_THE TASK:_ Look through the records below for the line holding "pub struct DeviceInfo". Write it out exactly, with each following line through the line holding "fn from_fourcc(fourcc: FourCC)".

(Source data)
Start of Block

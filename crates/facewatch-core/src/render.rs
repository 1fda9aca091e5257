//! Annotated output images from a track-state snapshot.
//!
//! Layout: the frame on the left (its depth map, colourised, underneath when
//! present), a circle on every face seen in the drawn frame, and a stripe of
//! thumbnails to the right of both. Each stripe row pairs the live face with
//! its gallery match, or a grey tile when unrecognized.

use crate::gallery::Gallery;
use crate::thumbnail::{fade, make_thumbnail, Labeler, DEFAULT_THUMBNAIL_SIZE};
use crate::tracks::{Snapshot, TrackState};
use crate::types::{DepthImage, TrackId};
use image::imageops;
use image::{Rgb, RgbImage};
use imageproc::drawing::{draw_hollow_circle_mut, draw_line_segment_mut};
use serde::Deserialize;
use std::collections::BTreeMap;
use std::sync::Arc;
use std::time::Duration;

const RECOGNIZED: Rgb<u8> = Rgb([0, 255, 0]);
const UNRECOGNIZED: Rgb<u8> = Rgb([255, 0, 0]);
const UNMATCHED_GREY: u8 = 128;
const MARKER_THICKNESS: i32 = 3;
const WEAK_DASHES: u32 = 8;

#[derive(Debug, Clone, Deserialize)]
#[serde(default)]
pub struct RenderConfig {
    /// Redraw period.
    pub interval_ms: u64,
    /// How long a lost face keeps fading before it is removed.
    pub fade_timeout_ms: u64,
    /// Maximum number of rows in the thumbnail stripe.
    pub stripe_len: usize,
    pub thumbnail_size: u32,
    pub border: u32,
}

impl Default for RenderConfig {
    fn default() -> Self {
        Self {
            interval_ms: 20,
            fade_timeout_ms: 5000,
            stripe_len: 6,
            thumbnail_size: DEFAULT_THUMBNAIL_SIZE,
            border: 5,
        }
    }
}

impl RenderConfig {
    pub fn interval(&self) -> Duration {
        Duration::from_millis(self.interval_ms)
    }

    pub fn fade_timeout(&self) -> Duration {
        Duration::from_millis(self.fade_timeout_ms)
    }
}

/// Stripe order: recognized tracks by ascending gallery index, then unrecognized.
/// Ties break on track id.
pub fn stripe_order(tracks: &BTreeMap<TrackId, TrackState>) -> Vec<TrackId> {
    let mut order: Vec<(bool, usize, TrackId)> = tracks
        .iter()
        .map(|(&id, t)| {
            (
                t.matched_gallery_index.is_none(),
                t.matched_gallery_index.unwrap_or(usize::MAX),
                id,
            )
        })
        .collect();
    order.sort_unstable();
    order.into_iter().map(|(_, _, id)| id).collect()
}

/// False-colour a depth value: near = red, far = white-ish, 0 (no data) = black.
pub fn colorize_depth(depth: u16) -> Rgb<u8> {
    if depth == 0 {
        return Rgb([0, 0, 0]);
    }
    let d = u32::from(depth);
    let r = if d < 255 { (256 - d).min(255) as u8 } else { 0 };
    let g = if d < 255 * 2 { (d / 2) as u8 } else { 255 };
    let b = if d < 255 * 4 { (d / 4) as u8 } else { 255 };
    Rgb([r, g, b])
}

fn colorize(depth: &DepthImage) -> RgbImage {
    RgbImage::from_fn(depth.width(), depth.height(), |x, y| colorize_depth(depth.get_pixel(x, y).0[0]))
}

pub struct Renderer {
    config: RenderConfig,
    gallery: Arc<Gallery>,
    labeler: Option<Arc<Labeler>>,
}

impl Renderer {
    pub fn new(config: RenderConfig, gallery: Arc<Gallery>, labeler: Option<Arc<Labeler>>) -> Self {
        Self {
            config,
            gallery,
            labeler,
        }
    }

    pub fn config(&self) -> &RenderConfig {
        &self.config
    }

    /// Draw a snapshot. Reads only; the caller must not hold the table lock.
    pub fn draw(&self, snapshot: &Snapshot) -> RgbImage {
        let thumb = self.config.thumbnail_size;
        let border = self.config.border;
        let stripe_len = self.config.stripe_len as u32;

        let frame = &snapshot.frame.color;
        let depth = snapshot.frame.depth.as_deref();
        let (fw, fh) = frame.dimensions();
        let (dw, dh) = depth.map(|d| d.dimensions()).unwrap_or((0, 0));

        let stripe_w = thumb * 2 + border * 2;
        let stripe_h = ((thumb + border) * stripe_len).saturating_sub(border);

        // The stripe sits beside the frame, never over it.
        let content_w = fw.max(dw);
        let rows = (fh + dh).max(stripe_h);
        let cols = content_w + stripe_w;
        let mut result = RgbImage::new(cols, rows);

        let frame_y = (rows - fh - dh) / 2;
        let depth_y = frame_y + fh;

        imageops::overlay(&mut result, &**frame, 0, i64::from(frame_y));
        if let Some(depth) = depth {
            imageops::overlay(&mut result, &colorize(depth), 0, i64::from(depth_y));
        }

        let order = stripe_order(&snapshot.tracks);

        for &track_id in &order {
            let track = &snapshot.tracks[&track_id];
            if track.lost || track.frame_id != snapshot.frame_id {
                continue;
            }
            let offsets: &[u32] = if depth.is_some() { &[frame_y, depth_y] } else { &[frame_y] };
            for &y_offset in offsets {
                self.draw_marker(&mut result, track, snapshot.frame_id, y_offset);
            }
        }

        let stripe_x = content_w + border;
        for (row, &track_id) in order.iter().take(self.config.stripe_len).enumerate() {
            let track = &snapshot.tracks[&track_id];
            let y = (thumb + border) * row as u32;
            self.draw_stripe_row(&mut result, track, stripe_x, y);
        }

        result
    }

    fn draw_marker(&self, image: &mut RgbImage, track: &TrackState, frame_id: u64, y_offset: u32) {
        let face = &track.sample.face;
        let (cx, cy) = face.center();
        let center = (cx, cy + y_offset as f32);
        let radius = face.width.max(face.height) / 2.0;
        let color = if track.matched_gallery_index.is_some() {
            RECOGNIZED
        } else {
            UNRECOGNIZED
        };

        if track.weak {
            let rotation = ((frame_id * 2) % 360) as f32;
            let dash = 180.0 / WEAK_DASHES as f32;
            for i in 0..WEAK_DASHES {
                let start = rotation + (i * 2) as f32 * dash;
                draw_arc(image, center, radius, start, start + dash, color);
            }
        } else {
            for dr in 0..MARKER_THICKNESS {
                let r = radius as i32 + dr - MARKER_THICKNESS / 2;
                if r > 0 {
                    draw_hollow_circle_mut(image, (center.0 as i32, center.1 as i32), r, color);
                }
            }
        }

        if let (Some(labeler), Some(name)) = (
            self.labeler.as_deref(),
            track.matched_gallery_index.and_then(|i| self.gallery.name(i)),
        ) {
            if !name.is_empty() {
                let x = (center.0 + radius * 0.7) as i32;
                let y = (center.1 - radius * 0.5) as i32;
                labeler.draw(image, x, y, name);
            }
        }
    }

    fn draw_stripe_row(&self, image: &mut RgbImage, track: &TrackState, x: u32, y: u32) {
        let thumb = self.config.thumbnail_size;
        let ratio = track.fade_ratio;

        let mut face = make_thumbnail(&track.sample.crop, thumb, None, None);
        fade(&mut face, ratio);
        imageops::overlay(image, &face, i64::from(x), i64::from(y));

        let match_x = x + self.config.border + thumb;
        let tile = match track.matched_gallery_index.and_then(|i| self.gallery.thumbnail(i)) {
            Some(gallery_thumb) => {
                let mut tile = gallery_thumb.clone();
                fade(&mut tile, ratio);
                tile
            }
            None => {
                let grey = (UNMATCHED_GREY as f32 * ratio.clamp(0.0, 1.0)) as u8;
                RgbImage::from_pixel(thumb, thumb, Rgb([grey, grey, grey]))
            }
        };
        imageops::overlay(image, &tile, i64::from(match_x), i64::from(y));
    }
}

/// Draw a circular arc between two angles in degrees, `MARKER_THICKNESS` pixels wide.
fn draw_arc(image: &mut RgbImage, center: (f32, f32), radius: f32, start_deg: f32, end_deg: f32, color: Rgb<u8>) {
    const STEP_DEG: f32 = 3.0;
    for dr in 0..MARKER_THICKNESS {
        let r = radius + (dr - MARKER_THICKNESS / 2) as f32;
        if r <= 0.0 {
            continue;
        }
        let point = |deg: f32| {
            let rad = deg.to_radians();
            (center.0 + r * rad.cos(), center.1 + r * rad.sin())
        };
        let mut a = start_deg;
        while a < end_deg {
            let b = (a + STEP_DEG).min(end_deg);
            draw_line_segment_mut(image, point(a), point(b), color);
            a = b;
        }
    }
}
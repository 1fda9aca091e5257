//! Per-stream worker threads and the orchestrator that owns them.
//!
//! Each stream runs three threads: capture (pace, read, submit), event
//! consumer (apply gateway events to the track table) and render (redraw on a
//! fixed interval). Errors on any of them go through the deferred-error
//! channel and are raised by [`Orchestrator::tick`].

use crate::display::{DisplayError, DisplaySink};
use facewatch_core::gateway::{MatchFoundData, TrackingData, TrackingLostData};
use facewatch_core::{
    deferred_errors, CorrelatorError, ErrorPoll, ErrorReporter, FrameCorrelator, FramePacer,
    FrameSource, GatewayError, ListenerId, Renderer, SourceError, TrackError, TrackTable,
    VideoWorker, WorkerEvent,
};
use image::RgbImage;
use std::sync::atomic::{AtomicBool, AtomicU64, Ordering};
use std::sync::{Arc, Mutex, PoisonError};
use std::thread::JoinHandle;
use std::time::{Duration, Instant};
use thiserror::Error;
use tokio::sync::mpsc;

const DEFERRED_ERROR_CAPACITY: usize = 16;
/// Period of the `--show-metrics` log line.
const METRICS_PERIOD: Duration = Duration::from_secs(1);

#[derive(Error, Debug)]
pub enum EngineError {
    #[error(transparent)]
    Correlator(#[from] CorrelatorError),
    #[error(transparent)]
    Track(#[from] TrackError),
    #[error("gateway error: {0}")]
    Gateway(#[from] GatewayError),
    #[error("source {name}: {source}")]
    Source {
        name: String,
        #[source]
        source: SourceError,
    },
    #[error("stream {stream_id}: search result {position} references invalid element {element_id:?}")]
    InvalidMatch {
        stream_id: usize,
        position: usize,
        element_id: Option<u64>,
    },
    #[error("display error: {0}")]
    Display(#[from] DisplayError),
    #[error("failed to spawn {name} thread: {source}")]
    Spawn {
        name: String,
        #[source]
        source: std::io::Error,
    },
}

/// Running counters of one stream, fed by its event consumer.
#[derive(Default)]
pub struct StreamMetrics {
    frames: AtomicU64,
    faces_total: AtomicU64,
    faces_last: AtomicU64,
    /// One past the highest track id seen.
    track_watermark: AtomicU64,
    tracks: AtomicU64,
    templates: AtomicU64,
    matches: AtomicU64,
}

#[derive(Debug, Clone, Copy, Default, PartialEq, Eq)]
pub struct MetricsSnapshot {
    /// Tracking results received.
    pub frames: u64,
    /// Faces summed over every tracking result.
    pub faces_total: u64,
    /// Faces in the latest tracking result.
    pub faces_last: u64,
    /// Distinct tracks started.
    pub tracks: u64,
    /// Templates extracted for a gallery search.
    pub templates: u64,
    /// Searches that found a gallery entry.
    pub matches: u64,
}

impl StreamMetrics {
    fn record_tracking(&self, data: &TrackingData) {
        let faces = data.samples.len() as u64;
        self.frames.fetch_add(1, Ordering::Relaxed);
        self.faces_total.fetch_add(faces, Ordering::Relaxed);
        self.faces_last.store(faces, Ordering::Relaxed);
        for tracked in &data.samples {
            let next = tracked.sample.track_id + 1;
            if self.track_watermark.fetch_max(next, Ordering::Relaxed) < next {
                self.tracks.fetch_add(1, Ordering::Relaxed);
            }
        }
    }

    fn record_search(&self, found: bool) {
        self.templates.fetch_add(1, Ordering::Relaxed);
        if found {
            self.matches.fetch_add(1, Ordering::Relaxed);
        }
    }

    pub fn snapshot(&self) -> MetricsSnapshot {
        MetricsSnapshot {
            frames: self.frames.load(Ordering::Relaxed),
            faces_total: self.faces_total.load(Ordering::Relaxed),
            faces_last: self.faces_last.load(Ordering::Relaxed),
            tracks: self.tracks.load(Ordering::Relaxed),
            templates: self.templates.load(Ordering::Relaxed),
            matches: self.matches.load(Ordering::Relaxed),
        }
    }
}

/// State of one stream shared by its threads.
pub struct StreamState {
    pub stream_id: usize,
    pub name: String,
    pub correlator: FrameCorrelator,
    pub table: TrackTable,
    pub metrics: StreamMetrics,
    gallery_len: usize,
    drawn: Mutex<Option<RgbImage>>,
    exhausted: AtomicBool,
}

impl StreamState {
    pub fn new(stream_id: usize, name: String, renderer: &Renderer, gallery_len: usize) -> Self {
        Self {
            stream_id,
            name,
            correlator: FrameCorrelator::new(stream_id),
            table: TrackTable::new(stream_id, renderer.config().fade_timeout()),
            metrics: StreamMetrics::default(),
            gallery_len,
            drawn: Mutex::new(None),
            exhausted: AtomicBool::new(false),
        }
    }

    /// Apply one gateway event to the track table.
    pub fn apply_event(&self, event: WorkerEvent) -> Result<(), EngineError> {
        match event {
            WorkerEvent::Tracking(data) => self.on_tracking(data),
            WorkerEvent::TrackingLost(data) => self.on_tracking_lost(data),
            WorkerEvent::MatchFound(data) => self.on_match_found(data),
        }
    }

    fn on_tracking(&self, data: TrackingData) -> Result<(), EngineError> {
        let resolved = self.correlator.resolve(data.frame_id)?;
        self.metrics.record_tracking(&data);
        self.table
            .apply_tracking(data.frame_id, resolved.frame, &data.samples);
        Ok(())
    }

    fn on_tracking_lost(&self, data: TrackingLostData) -> Result<(), EngineError> {
        tracing::debug!(
            stream = self.stream_id,
            track_id = data.track_id,
            first_frame = data.first_frame_id,
            last_frame = data.last_frame_id,
            "tracking lost"
        );
        self.table
            .mark_lost(data.track_id, data.best_quality_sample, Instant::now())?;
        Ok(())
    }

    fn on_match_found(&self, data: MatchFoundData) -> Result<(), EngineError> {
        for (position, result) in data.search_results.iter().enumerate() {
            let valid = match result.element_id {
                None => position == 0,
                Some(id) => (id as usize) < self.gallery_len,
            };
            if !valid {
                return Err(EngineError::InvalidMatch {
                    stream_id: self.stream_id,
                    position,
                    element_id: result.element_id,
                });
            }
        }

        let track_id = data.sample.track_id;
        let best = data.search_results.first().and_then(|r| r.element_id.map(|id| (id, r.distance)));
        self.metrics.record_search(best.is_some());
        match best {
            Some((element_id, distance)) => {
                tracing::debug!(stream = self.stream_id, track_id, element_id, distance, "match found");
                self.table.mark_matched(track_id, element_id as usize)?;
            }
            None => {
                tracing::trace!(stream = self.stream_id, track_id, "no match");
            }
        }
        Ok(())
    }

    /// Take the most recently drawn image, if a new one was drawn.
    pub fn take_drawn(&self) -> Option<RgbImage> {
        self.drawn.lock().unwrap_or_else(PoisonError::into_inner).take()
    }

    fn store_drawn(&self, image: RgbImage) {
        *self.drawn.lock().unwrap_or_else(PoisonError::into_inner) = Some(image);
    }

    pub fn is_exhausted(&self) -> bool {
        self.exhausted.load(Ordering::Acquire)
    }

    /// Exhausted, and every submitted frame has its tracking result.
    pub fn is_finished(&self) -> bool {
        self.is_exhausted() && self.correlator.is_empty()
    }
}

/// Threads and gateway registration of one stream.
pub struct StreamWorker {
    state: Arc<StreamState>,
    worker: Arc<dyn VideoWorker>,
    shutdown: Arc<AtomicBool>,
    listener: Option<ListenerId>,
    capture: Option<JoinHandle<()>>,
    render: Option<JoinHandle<()>>,
    consumer: Option<JoinHandle<()>>,
}
//! V4L2 camera capture via the `v4l` crate.

use crate::frame::{self, FrameError};
use facewatch_core::{Frame, FrameSource, SourceError};
use image::RgbImage;
use std::path::Path;
use thiserror::Error;
use v4l::buffer::Type as BufType;
use v4l::io::traits::CaptureStream;
use v4l::prelude::*;
use v4l::video::Capture;
use v4l::FourCC;

/// Dark frames dropped right after stream start while the sensor settles.
const WARMUP_FRAMES: u32 = 10;
const BUFFER_COUNT: u32 = 4;

#[derive(Error, Debug)]
pub enum CameraError {
    #[error("device not found: {0}")]
    DeviceNotFound(String),
    #[error("capture failed: {0}")]
    CaptureFailed(String),
    #[error("device busy")]
    DeviceBusy,
    #[error("format negotiation failed: {0}")]
    FormatNegotiationFailed(String),
    #[error("streaming not supported")]
    StreamingNotSupported,
    #[error(transparent)]
    Frame(#[from] FrameError),
}

impl From<CameraError> for SourceError {
    fn from(e: CameraError) -> Self {
        match e {
            CameraError::Frame(e) => SourceError::BadFrame(e.to_string()),
            e => SourceError::Capture(e.to_string()),
        }
    }
}

/// Info about a discovered V4L2 device.
#[derive(Debug, Clone)]
pub struct DeviceInfo {
    pub path: String,
    pub name: String,
    pub driver: String,
    pub bus: String,
}

/// Negotiated pixel format for the camera.
#[derive(Debug, Clone, Copy, PartialEq, Eq)]
pub enum PixelFormat {
    /// YUYV 4:2:2 packed, 2 bytes/pixel.
    Yuyv,
    /// 8-bit grayscale, native IR camera output.
    Grey,
    /// 16-bit little-endian grayscale.
    Y16,
}

impl PixelFormat {
    fn from_fourcc(fourcc: FourCC) -> Option<Self> {
        if fourcc == FourCC::new(b"YUYV") {
            Some(Self::Yuyv)
        } else if fourcc == FourCC::new(b"GREY") {
            Some(Self::Grey)
        } else if fourcc == FourCC::new(b"Y16 ") || fourcc == FourCC::new(b"Y16\0") {
            Some(Self::Y16)
        } else {
            None
        }
    }
}

/// Requested capture resolution. The driver may pick the closest it supports.
#[derive(Debug, Clone, Copy)]
pub struct CameraOptions {
    pub width: u32,
    pub height: u32,
}

impl Default for CameraOptions {
    fn default() -> Self {
        Self {
            width: 640,
            height: 480,
        }
    }
}

/// A streaming V4L2 camera.
pub struct V4lCamera {
    name: String,
    stream: MmapStream<'static>,
    width: u32,
    height: u32,
    pixel_format: PixelFormat,
    sequence: u64,
    warmed_up: bool,
}

impl V4lCamera {
    /// Open a V4L2 camera device by path (e.g., "/dev/video0") and start streaming.
    pub fn open(device_path: &str, options: CameraOptions) -> Result<Self, CameraError> {
        if !Path::new(device_path).exists() {
            return Err(CameraError::DeviceNotFound(device_path.to_string()));
        }

        let device = Device::with_path(device_path).map_err(|e| {
            if e.to_string().contains("busy") || e.to_string().contains("EBUSY") {
                CameraError::DeviceBusy
            } else {
                CameraError::DeviceNotFound(format!("{device_path}: {e}"))
            }
        })?;

        let caps = device.query_caps().map_err(|e| {
            CameraError::CaptureFailed(format!("failed to query capabilities: {e}"))
        })?;

        tracing::info!(
            device = device_path,
            driver = %caps.driver,
            card = %caps.card,
            "opened camera"
        );

        if !caps.capabilities.contains(v4l::capability::Flags::VIDEO_CAPTURE) {
            return Err(CameraError::StreamingNotSupported);
        }

        let mut fmt = device.format().map_err(|e| {
            CameraError::FormatNegotiationFailed(format!("failed to get format: {e}"))
        })?;
        fmt.fourcc = FourCC::new(b"YUYV");
        fmt.width = options.width;
        fmt.height = options.height;

        let negotiated = device.set_format(&fmt).map_err(|e| {
            CameraError::FormatNegotiationFailed(format!("failed to set format: {e}"))
        })?;

        let pixel_format = PixelFormat::from_fourcc(negotiated.fourcc).ok_or_else(|| {
            CameraError::FormatNegotiationFailed(format!(
                "unsupported pixel format: {:?} (need YUYV, GREY, or Y16)",
                negotiated.fourcc
            ))
        })?;

        tracing::info!(
            width = negotiated.width,
            height = negotiated.height,
            fourcc = ?negotiated.fourcc,
            "negotiated format"
        );

        let stream = MmapStream::with_buffers(&device, BufType::VideoCapture, BUFFER_COUNT)
            .map_err(|e| CameraError::CaptureFailed(format!("failed to create mmap stream: {e}")))?;

        Ok(Self {
            name: device_path.to_string(),
            stream,
            width: negotiated.width,
            height: negotiated.height,
            pixel_format,
            sequence: 0,
            warmed_up: false,
        })
    }

    pub fn dimensions(&self) -> (u32, u32) {
        (self.width, self.height)
    }

    pub fn pixel_format(&self) -> PixelFormat {
        self.pixel_format
    }

    fn capture_rgb(&mut self) -> Result<RgbImage, CameraError> {
        let (buf, _meta) = self
            .stream
            .next()
            .map_err(|e| CameraError::CaptureFailed(format!("failed to dequeue buffer: {e}")))?;

        let image = match self.pixel_format {
            PixelFormat::Yuyv => frame::yuyv_to_rgb(buf, self.width, self.height)?,
            PixelFormat::Grey => frame::grey_to_rgb(buf, self.width, self.height)?,
            PixelFormat::Y16 => frame::y16_to_rgb(buf, self.width, self.height)?,
        };
        Ok(image)
    }

    /// List available V4L2 video capture devices.
    pub fn list_devices() -> Vec<DeviceInfo> {
        let mut devices = Vec::new();

        for i in 0..16 {
            let path = format!("/dev/video{i}");
            if !Path::new(&path).exists() {
                continue;
            }
            let Ok(dev) = Device::with_path(&path) else {
                continue;
            };
            let Ok(caps) = dev.query_caps() else {
                continue;
            };
            if !caps.capabilities.contains(v4l::capability::Flags::VIDEO_CAPTURE) {
                continue;
            }
            devices.push(DeviceInfo {
                path,
                name: caps.card.clone(),
                driver: caps.driver.clone(),
                bus: caps.bus.clone(),
            });
        }

        devices
    }
}

impl FrameSource for V4lCamera {
    fn name(&self) -> &str {
        &self.name
    }

    fn get(&mut self) -> Result<Option<Frame>, SourceError> {
        let mut image = self.capture_rgb()?;

        if !self.warmed_up {
            let mut dropped = 0;
            while dropped < WARMUP_FRAMES && frame::is_dark_frame(&image, 0.95) {
                tracing::debug!(device = %self.name, "skipping dark warm-up frame");
                dropped += 1;
                image = self.capture_rgb()?;
            }
            self.warmed_up = true;
        }

        self.sequence += 1;
        Ok(Some(Frame::new(image, self.sequence)))
    }
}

#[cfg(test)]
mod tests {
    use super::*;

    #[test]
    fn test_short_buffer_is_a_bad_frame_not_a_device_failure() {
        let short = frame::yuyv_to_rgb(&[0u8; 10], 4, 4).unwrap_err();
        let err = SourceError::from(CameraError::from(short));
        assert!(err.is_bad_frame(), "{err}");

        let err = SourceError::from(CameraError::CaptureFailed("dequeue failed".into()));
        assert!(!err.is_bad_frame());
    }
}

End of Block

_TASK OUTPUT:_
pub struct DeviceInfo {
    pub path: String,
    pub name: String,
    pub driver: String,
    pub bus: String,
}

/// Negotiated pixel format for the camera.
#[derive(Debug, Clone, Copy, PartialEq, Eq)]
pub enum PixelFormat {
    /// YUYV 4:2:2 packed, 2 bytes/pixel.
    Yuyv,
    /// 8-bit grayscale, native IR camera output.
    Grey,
    /// 16-bit little-endian grayscale.
    Y16,
}

impl PixelFormat {
    fn from_fourcc(fourcc: FourCC) -> Option<Self> {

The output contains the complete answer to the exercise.